===== Data supplied
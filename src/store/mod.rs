//! Client-side key-value persistence
//!
//! The checkout flow keeps two best-effort caches: the last selected product
//! payload and the user's chosen default address. Both go through the
//! [`KeyValueStore`] trait so the flow never depends on a concrete storage
//! mechanism. Values are string-serialized JSON; last writer wins.

mod file;
mod memory;

use serde::{de::DeserializeOwned, Serialize};

use crate::error::Result;

pub use file::FileStore;
pub use memory::MemoryStore;

/// Key holding the last selected product or cart payload
pub const SELECTED_PRODUCT_KEY: &str = "selectedProduct";

/// Key holding the default address for `user_id`
pub fn default_address_key(user_id: &str) -> String {
    format!("defaultAddress_{}", user_id)
}

/// String key-value storage
pub trait KeyValueStore: Send + Sync {
    fn get(&self, key: &str) -> Result<Option<String>>;

    fn set(&self, key: &str, value: &str) -> Result<()>;

    fn remove(&self, key: &str) -> Result<()>;
}

/// Read and deserialize a JSON value.
///
/// A value that no longer parses is treated as absent.
pub fn load_json<T: DeserializeOwned>(store: &dyn KeyValueStore, key: &str) -> Result<Option<T>> {
    let Some(raw) = store.get(key)? else {
        return Ok(None);
    };
    match serde_json::from_str(&raw) {
        Ok(value) => Ok(Some(value)),
        Err(e) => {
            log::warn!("ignoring unreadable cache entry {}: {}", key, e);
            Ok(None)
        }
    }
}

/// Serialize and store a JSON value
pub fn save_json<T: Serialize + ?Sized>(store: &dyn KeyValueStore, key: &str, value: &T) -> Result<()> {
    let raw = serde_json::to_string(value)?;
    store.set(key, &raw)
}

#[cfg(test)]
mod tests {
    use super::*;
    use serde_json::{json, Value};

    #[test]
    fn test_json_helpers() {
        let store = MemoryStore::new();
        save_json(&store, "k", &json!({ "a": 1 })).unwrap();
        let value: Option<Value> = load_json(&store, "k").unwrap();
        assert_eq!(value, Some(json!({ "a": 1 })));
    }

    #[test]
    fn test_unreadable_entry_is_absent() {
        let store = MemoryStore::new();
        store.set("k", "{not json").unwrap();
        let value: Option<Value> = load_json(&store, "k").unwrap();
        assert!(value.is_none());
    }

    #[test]
    fn test_default_address_key() {
        assert_eq!(default_address_key("u42"), "defaultAddress_u42");
    }
}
==========
* **Exercise details**
Gather from the entries above all lines that include the string "DeserializeOwned".

* **Answer section**
use serde::{de::DeserializeOwned, Serialize};
pub fn load_json<T: DeserializeOwned>(store: &dyn KeyValueStore, key: &str) -> Result<Option<T>> {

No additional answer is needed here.